_THE PROBLEM:_ Each line from the beginning of the entries below through the line that includes "use std::fmt;" must be returned exactly as given.

_INPUT RECORDS:_
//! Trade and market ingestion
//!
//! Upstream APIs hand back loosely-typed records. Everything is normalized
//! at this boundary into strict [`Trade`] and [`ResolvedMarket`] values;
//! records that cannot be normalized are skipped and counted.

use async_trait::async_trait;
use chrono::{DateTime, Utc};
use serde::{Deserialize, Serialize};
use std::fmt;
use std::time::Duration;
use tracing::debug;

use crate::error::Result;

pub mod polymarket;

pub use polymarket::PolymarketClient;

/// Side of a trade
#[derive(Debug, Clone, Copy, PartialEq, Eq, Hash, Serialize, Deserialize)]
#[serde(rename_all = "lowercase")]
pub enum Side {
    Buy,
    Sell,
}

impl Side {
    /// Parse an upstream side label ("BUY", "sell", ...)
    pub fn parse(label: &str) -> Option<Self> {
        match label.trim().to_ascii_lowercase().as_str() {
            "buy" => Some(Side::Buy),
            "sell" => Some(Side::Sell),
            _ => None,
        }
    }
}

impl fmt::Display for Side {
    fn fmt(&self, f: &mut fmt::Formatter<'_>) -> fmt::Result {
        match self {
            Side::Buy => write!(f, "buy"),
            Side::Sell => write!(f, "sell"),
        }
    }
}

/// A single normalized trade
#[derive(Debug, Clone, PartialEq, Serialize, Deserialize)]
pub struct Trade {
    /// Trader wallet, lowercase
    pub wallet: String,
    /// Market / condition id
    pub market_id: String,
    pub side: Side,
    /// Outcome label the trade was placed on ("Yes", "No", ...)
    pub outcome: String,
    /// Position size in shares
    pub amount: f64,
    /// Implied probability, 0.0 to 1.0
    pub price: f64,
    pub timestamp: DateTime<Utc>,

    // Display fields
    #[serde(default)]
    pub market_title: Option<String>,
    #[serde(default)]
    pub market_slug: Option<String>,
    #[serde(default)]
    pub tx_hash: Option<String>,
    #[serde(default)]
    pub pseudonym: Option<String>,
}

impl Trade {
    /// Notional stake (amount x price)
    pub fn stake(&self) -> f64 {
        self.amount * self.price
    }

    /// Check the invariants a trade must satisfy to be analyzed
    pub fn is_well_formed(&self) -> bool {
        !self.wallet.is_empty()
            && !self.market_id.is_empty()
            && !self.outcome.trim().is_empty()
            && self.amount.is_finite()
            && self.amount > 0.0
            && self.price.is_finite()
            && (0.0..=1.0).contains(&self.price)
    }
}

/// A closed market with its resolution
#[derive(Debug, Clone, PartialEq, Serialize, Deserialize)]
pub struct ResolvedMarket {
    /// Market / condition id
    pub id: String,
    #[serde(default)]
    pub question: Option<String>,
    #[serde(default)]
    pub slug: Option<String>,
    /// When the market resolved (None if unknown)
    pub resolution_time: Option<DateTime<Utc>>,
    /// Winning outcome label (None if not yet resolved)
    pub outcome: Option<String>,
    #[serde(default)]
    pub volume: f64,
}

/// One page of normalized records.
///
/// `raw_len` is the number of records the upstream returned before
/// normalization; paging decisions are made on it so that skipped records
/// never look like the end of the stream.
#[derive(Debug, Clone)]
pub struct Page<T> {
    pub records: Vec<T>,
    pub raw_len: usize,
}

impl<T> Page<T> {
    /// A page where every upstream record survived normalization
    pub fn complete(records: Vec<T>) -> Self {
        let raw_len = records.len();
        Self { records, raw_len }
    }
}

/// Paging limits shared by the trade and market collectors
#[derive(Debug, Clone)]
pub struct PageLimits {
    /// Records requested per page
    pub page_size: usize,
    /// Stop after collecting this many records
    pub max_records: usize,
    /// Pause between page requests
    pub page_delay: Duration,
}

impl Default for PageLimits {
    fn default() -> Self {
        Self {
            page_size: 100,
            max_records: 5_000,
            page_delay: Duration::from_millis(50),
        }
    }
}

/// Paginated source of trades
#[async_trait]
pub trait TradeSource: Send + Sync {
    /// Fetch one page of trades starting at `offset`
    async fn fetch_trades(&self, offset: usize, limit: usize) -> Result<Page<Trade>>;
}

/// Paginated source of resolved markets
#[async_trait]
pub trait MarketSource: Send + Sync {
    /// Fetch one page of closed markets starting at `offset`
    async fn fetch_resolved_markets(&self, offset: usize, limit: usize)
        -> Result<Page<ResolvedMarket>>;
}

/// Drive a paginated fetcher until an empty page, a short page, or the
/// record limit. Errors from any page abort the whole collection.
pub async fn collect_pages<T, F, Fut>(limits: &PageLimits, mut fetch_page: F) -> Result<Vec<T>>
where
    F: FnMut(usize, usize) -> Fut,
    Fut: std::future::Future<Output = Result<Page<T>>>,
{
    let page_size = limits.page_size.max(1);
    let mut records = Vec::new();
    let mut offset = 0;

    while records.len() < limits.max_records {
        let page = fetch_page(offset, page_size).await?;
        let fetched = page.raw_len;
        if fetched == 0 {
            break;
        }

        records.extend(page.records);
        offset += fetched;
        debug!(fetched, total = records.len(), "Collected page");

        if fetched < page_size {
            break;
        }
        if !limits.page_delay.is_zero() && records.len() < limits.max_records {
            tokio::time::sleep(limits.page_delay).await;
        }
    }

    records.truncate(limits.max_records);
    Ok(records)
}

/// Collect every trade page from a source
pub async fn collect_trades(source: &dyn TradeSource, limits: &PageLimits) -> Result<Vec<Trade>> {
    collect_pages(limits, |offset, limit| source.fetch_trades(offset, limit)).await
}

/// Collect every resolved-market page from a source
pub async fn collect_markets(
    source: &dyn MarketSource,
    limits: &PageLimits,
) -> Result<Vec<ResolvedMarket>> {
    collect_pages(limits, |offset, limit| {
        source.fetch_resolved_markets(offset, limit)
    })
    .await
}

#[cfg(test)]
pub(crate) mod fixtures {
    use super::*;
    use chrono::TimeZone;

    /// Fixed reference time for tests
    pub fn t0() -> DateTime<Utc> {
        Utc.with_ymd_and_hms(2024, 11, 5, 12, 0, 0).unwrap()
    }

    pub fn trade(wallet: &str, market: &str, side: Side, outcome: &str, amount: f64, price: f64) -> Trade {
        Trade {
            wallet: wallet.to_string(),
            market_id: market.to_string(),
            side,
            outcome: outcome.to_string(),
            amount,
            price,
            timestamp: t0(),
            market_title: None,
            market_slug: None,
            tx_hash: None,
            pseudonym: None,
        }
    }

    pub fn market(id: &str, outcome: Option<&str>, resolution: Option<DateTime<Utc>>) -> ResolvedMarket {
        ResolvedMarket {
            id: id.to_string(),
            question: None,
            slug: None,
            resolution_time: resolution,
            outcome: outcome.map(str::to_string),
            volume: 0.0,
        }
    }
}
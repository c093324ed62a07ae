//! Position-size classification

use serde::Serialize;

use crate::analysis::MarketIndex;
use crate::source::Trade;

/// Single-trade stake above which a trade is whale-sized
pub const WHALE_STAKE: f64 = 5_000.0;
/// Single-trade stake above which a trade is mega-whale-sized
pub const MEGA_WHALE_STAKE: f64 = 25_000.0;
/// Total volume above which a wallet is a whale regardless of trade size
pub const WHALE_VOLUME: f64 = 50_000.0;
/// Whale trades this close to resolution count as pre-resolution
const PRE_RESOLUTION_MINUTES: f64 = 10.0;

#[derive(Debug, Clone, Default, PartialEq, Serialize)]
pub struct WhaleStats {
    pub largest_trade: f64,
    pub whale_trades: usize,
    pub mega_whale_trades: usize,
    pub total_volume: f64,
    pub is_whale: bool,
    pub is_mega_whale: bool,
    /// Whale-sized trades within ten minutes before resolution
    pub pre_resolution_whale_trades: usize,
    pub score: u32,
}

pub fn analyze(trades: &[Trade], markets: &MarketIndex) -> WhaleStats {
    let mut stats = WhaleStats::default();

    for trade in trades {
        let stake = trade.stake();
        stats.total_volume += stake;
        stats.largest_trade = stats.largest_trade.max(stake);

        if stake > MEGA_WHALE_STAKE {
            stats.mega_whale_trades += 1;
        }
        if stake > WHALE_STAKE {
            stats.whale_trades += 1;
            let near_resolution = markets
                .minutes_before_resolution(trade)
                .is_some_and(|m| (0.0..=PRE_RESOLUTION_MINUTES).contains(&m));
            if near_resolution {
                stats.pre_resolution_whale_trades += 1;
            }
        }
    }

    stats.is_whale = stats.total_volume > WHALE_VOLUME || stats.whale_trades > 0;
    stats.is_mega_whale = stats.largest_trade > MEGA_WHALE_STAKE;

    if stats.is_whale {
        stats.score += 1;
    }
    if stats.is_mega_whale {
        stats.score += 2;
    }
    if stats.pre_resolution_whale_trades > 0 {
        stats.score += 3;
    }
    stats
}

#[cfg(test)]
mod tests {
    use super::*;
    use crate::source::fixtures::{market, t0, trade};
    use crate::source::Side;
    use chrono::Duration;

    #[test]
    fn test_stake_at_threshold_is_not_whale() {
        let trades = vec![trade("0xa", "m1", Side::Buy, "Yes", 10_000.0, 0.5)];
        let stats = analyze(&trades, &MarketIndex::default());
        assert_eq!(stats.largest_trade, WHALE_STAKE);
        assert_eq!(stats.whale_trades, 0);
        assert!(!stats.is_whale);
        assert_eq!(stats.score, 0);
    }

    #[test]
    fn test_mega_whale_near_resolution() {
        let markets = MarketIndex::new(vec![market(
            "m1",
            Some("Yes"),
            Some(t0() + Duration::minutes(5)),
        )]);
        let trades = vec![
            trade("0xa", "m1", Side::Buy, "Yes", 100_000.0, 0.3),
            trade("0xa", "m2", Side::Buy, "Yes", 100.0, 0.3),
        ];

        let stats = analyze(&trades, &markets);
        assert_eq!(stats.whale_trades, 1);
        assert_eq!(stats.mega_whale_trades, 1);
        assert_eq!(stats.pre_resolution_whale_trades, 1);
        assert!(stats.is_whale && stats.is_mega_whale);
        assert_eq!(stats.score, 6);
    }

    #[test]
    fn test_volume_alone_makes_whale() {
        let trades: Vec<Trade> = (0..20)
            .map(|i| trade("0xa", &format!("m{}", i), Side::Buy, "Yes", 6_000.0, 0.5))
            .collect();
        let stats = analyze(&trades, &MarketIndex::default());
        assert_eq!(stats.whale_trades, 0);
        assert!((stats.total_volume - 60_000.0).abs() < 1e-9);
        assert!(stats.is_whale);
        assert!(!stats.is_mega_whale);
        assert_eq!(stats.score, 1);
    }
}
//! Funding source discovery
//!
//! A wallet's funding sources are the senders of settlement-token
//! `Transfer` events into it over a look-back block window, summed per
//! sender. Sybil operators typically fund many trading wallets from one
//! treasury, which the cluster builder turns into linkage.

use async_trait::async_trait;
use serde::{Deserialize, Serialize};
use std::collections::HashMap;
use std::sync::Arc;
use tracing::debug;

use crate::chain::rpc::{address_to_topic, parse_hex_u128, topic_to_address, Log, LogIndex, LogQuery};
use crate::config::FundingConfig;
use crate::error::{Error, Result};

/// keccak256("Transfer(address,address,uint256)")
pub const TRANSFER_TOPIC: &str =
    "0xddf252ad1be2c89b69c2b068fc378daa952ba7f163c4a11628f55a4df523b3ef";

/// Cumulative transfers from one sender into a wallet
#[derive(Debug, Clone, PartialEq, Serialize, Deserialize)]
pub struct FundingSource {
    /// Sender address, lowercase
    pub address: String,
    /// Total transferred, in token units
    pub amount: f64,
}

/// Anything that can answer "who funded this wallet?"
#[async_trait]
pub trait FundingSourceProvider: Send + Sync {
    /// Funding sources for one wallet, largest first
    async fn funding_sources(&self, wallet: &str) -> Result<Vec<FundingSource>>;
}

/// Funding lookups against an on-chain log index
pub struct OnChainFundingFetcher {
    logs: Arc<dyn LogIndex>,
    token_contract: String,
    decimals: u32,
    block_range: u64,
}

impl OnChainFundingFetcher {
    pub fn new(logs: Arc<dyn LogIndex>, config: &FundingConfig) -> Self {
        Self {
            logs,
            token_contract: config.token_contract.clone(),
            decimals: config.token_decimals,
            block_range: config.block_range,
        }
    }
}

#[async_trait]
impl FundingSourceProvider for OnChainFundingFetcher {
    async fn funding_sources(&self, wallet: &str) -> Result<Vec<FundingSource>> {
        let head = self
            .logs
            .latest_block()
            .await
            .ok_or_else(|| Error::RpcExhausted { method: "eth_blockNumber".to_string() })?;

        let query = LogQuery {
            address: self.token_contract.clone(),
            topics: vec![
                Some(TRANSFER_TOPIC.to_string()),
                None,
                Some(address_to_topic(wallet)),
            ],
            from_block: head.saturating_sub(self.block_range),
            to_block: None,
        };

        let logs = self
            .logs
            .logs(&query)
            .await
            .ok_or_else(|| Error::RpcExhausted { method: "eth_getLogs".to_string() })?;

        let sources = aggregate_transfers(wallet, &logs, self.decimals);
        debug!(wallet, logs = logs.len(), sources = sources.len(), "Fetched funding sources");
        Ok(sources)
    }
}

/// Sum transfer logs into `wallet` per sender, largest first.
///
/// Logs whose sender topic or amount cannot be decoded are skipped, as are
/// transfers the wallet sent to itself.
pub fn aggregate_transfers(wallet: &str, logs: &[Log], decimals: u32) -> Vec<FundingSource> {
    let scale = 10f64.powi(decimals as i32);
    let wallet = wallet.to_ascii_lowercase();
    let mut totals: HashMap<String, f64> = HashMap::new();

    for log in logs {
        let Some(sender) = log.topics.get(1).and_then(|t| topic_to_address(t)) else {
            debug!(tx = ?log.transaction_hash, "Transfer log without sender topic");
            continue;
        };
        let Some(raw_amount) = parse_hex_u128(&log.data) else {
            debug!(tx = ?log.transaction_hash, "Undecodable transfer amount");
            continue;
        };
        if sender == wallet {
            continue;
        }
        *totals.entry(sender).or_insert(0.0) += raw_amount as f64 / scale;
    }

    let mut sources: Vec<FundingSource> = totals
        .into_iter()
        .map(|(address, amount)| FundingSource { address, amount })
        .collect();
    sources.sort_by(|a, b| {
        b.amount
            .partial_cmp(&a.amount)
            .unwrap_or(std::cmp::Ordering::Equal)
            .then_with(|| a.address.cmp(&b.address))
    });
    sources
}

_TASK OUTPUT:_
//! Trade and market ingestion
//!
//! Upstream APIs hand back loosely-typed records. Everything is normalized
//! at this boundary into strict [`Trade`] and [`ResolvedMarket`] values;
//! records that cannot be normalized are skipped and counted.

use async_trait::async_trait;
use chrono::{DateTime, Utc};
use serde::{Deserialize, Serialize};
use std::fmt;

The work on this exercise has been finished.